Why Finnish Dads Don’t Stay at Home, and Other Interesting New Research
The Complexity of American Fatherhood; The Upside of Full-Day Kindergarten; The Countries Where Young People Are Getting Happier; The Link Between Parental Regret & Longing for Grandparenthood + more
A note for newcomers: Welcome! This is a weekly round-up of newly published research on demography, family policy, and other family stuff. Some of the studies included here may be pre-prints or working papers and have not yet been peer reviewed. And while I have done my best to summarize their findings accurately, in the words of Ebenezer Scrooge, “I am a mortal, and liable to fall.” In other words, I hope you brought a pinch of salt with you.
Hello everyone,
Happy Independence Day to all who celebrate! I probably won’t be celebrating much, what with living in the United Kingdom and all. We don’t get the day off here, obviously. Just business and ballet lessons as usual. In fact, I spent my morning attending my 6-year-old’s school assembly, where she played Queen Victoria in a play about the English monarchy.

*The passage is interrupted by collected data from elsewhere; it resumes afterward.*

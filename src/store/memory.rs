//! In-memory session store
//!
//! Meant for development and tests; sessions vanish on restart and are not
//! shared between processes.

use async_trait::async_trait;
use parking_lot::RwLock;
use std::collections::HashMap;
use std::sync::Arc;
use std::time::{Duration, Instant};

use super::SessionStore;
use crate::error::SessionError;
use crate::session::SessionData;

struct StoredSession {
    data: SessionData,
    expires_at: Option<Instant>,
}

impl StoredSession {
    fn is_live(&self, now: Instant) -> bool {
        self.expires_at.map_or(true, |exp| exp > now)
    }
}

/// In-memory session store
#[derive(Clone)]
pub struct MemoryStore {
    sessions: Arc<RwLock<HashMap<String, StoredSession>>>,
    prefix: String,
}

impl MemoryStore {
    pub fn new() -> Self {
        Self::with_prefix("sess:")
    }

    /// Create a store with a custom key prefix
    pub fn with_prefix<S: Into<String>>(prefix: S) -> Self {
        Self {
            sessions: Arc::new(RwLock::new(HashMap::new())),
            prefix: prefix.into(),
        }
    }

    fn make_key(&self, sid: &str) -> String {
        format!("{}{}", self.prefix, sid)
    }

    /// Drop expired sessions
    pub fn cleanup_expired(&self) {
        let now = Instant::now();
        self.sessions.write().retain(|_, stored| stored.is_live(now));
    }

    /// Number of live sessions
    pub fn len(&self) -> usize {
        self.cleanup_expired();
        self.sessions.read().len()
    }

    pub fn is_empty(&self) -> bool {
        self.len() == 0
    }
}

impl Default for MemoryStore {
    fn default() -> Self {
        Self::new()
    }
}

#[async_trait]
impl SessionStore for MemoryStore {
    async fn get(&self, sid: &str) -> Result<Option<SessionData>, SessionError> {
        let sessions = self.sessions.read();
        Ok(sessions
            .get(&self.make_key(sid))
            .filter(|stored| stored.is_live(Instant::now()))
            .map(|stored| stored.data.clone()))
    }

    async fn set(
        &self,
        sid: &str,
        session: &SessionData,
        ttl_secs: Option<u64>,
    ) -> Result<(), SessionError> {
        let stored = StoredSession {
            data: session.clone(),
            expires_at: ttl_secs.map(|secs| Instant::now() + Duration::from_secs(secs)),
        };
        self.sessions.write().insert(self.make_key(sid), stored);
        Ok(())
    }
}

#[cfg(test)]
mod tests {
    use super::*;

    #[tokio::test]
    async fn test_memory_store_basic() {
        let store = MemoryStore::new();

        let mut data = SessionData::new(Some(3600));
        data.set("access_token", "token");
        store.set("test-id", &data, Some(3600)).await.unwrap();

        let retrieved = store.get("test-id").await.unwrap().unwrap();
        assert_eq!(
            retrieved.get::<String>("access_token"),
            Some("token".to_string())
        );
        assert_eq!(store.len(), 1);
        assert!(store.get("other-id").await.unwrap().is_none());
    }

    #[tokio::test]
    async fn test_memory_store_expiry() {
        let store = MemoryStore::new();
        store
            .set("test-id", &SessionData::new(None), Some(0))
            .await
            .unwrap();

        assert!(store.get("test-id").await.unwrap().is_none());
        assert_eq!(store.len(), 0);
    }

    #[tokio::test]
    async fn test_clones_share_sessions() {
        let store = MemoryStore::with_prefix("oauth:");
        let other = store.clone();
        store
            .set("sid", &SessionData::new(None), None)
            .await
            .unwrap();
        assert!(other.get("sid").await.unwrap().is_some());
    }
}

A quick housekeeping note: in response to feedback from a few (potential) readers, Family Stuff is now an AI-art-free publication. I didn’t realize so many people found my little ChatGPT illustrations off-putting. It was fun while it lasted, but I aim to please and have no problem ditching the AI stuff if it’s bothering people. Also, don’t forget that until August 18th (when the paywall goes up on these AI-free round-ups) you can get an annual subscription to Family Stuff for 50% off!
The Complexity of American Fatherhood
We tend to think of parents as people who live in the same household as their biological offspring, but, of course, that isn’t always the case. Plenty of American parents don’t live with their biological kids, or they are stepparents to kids living in their own household or elsewhere. This study explores how these experiences, which the authors refer to as “complex parenthood,” differ by gender.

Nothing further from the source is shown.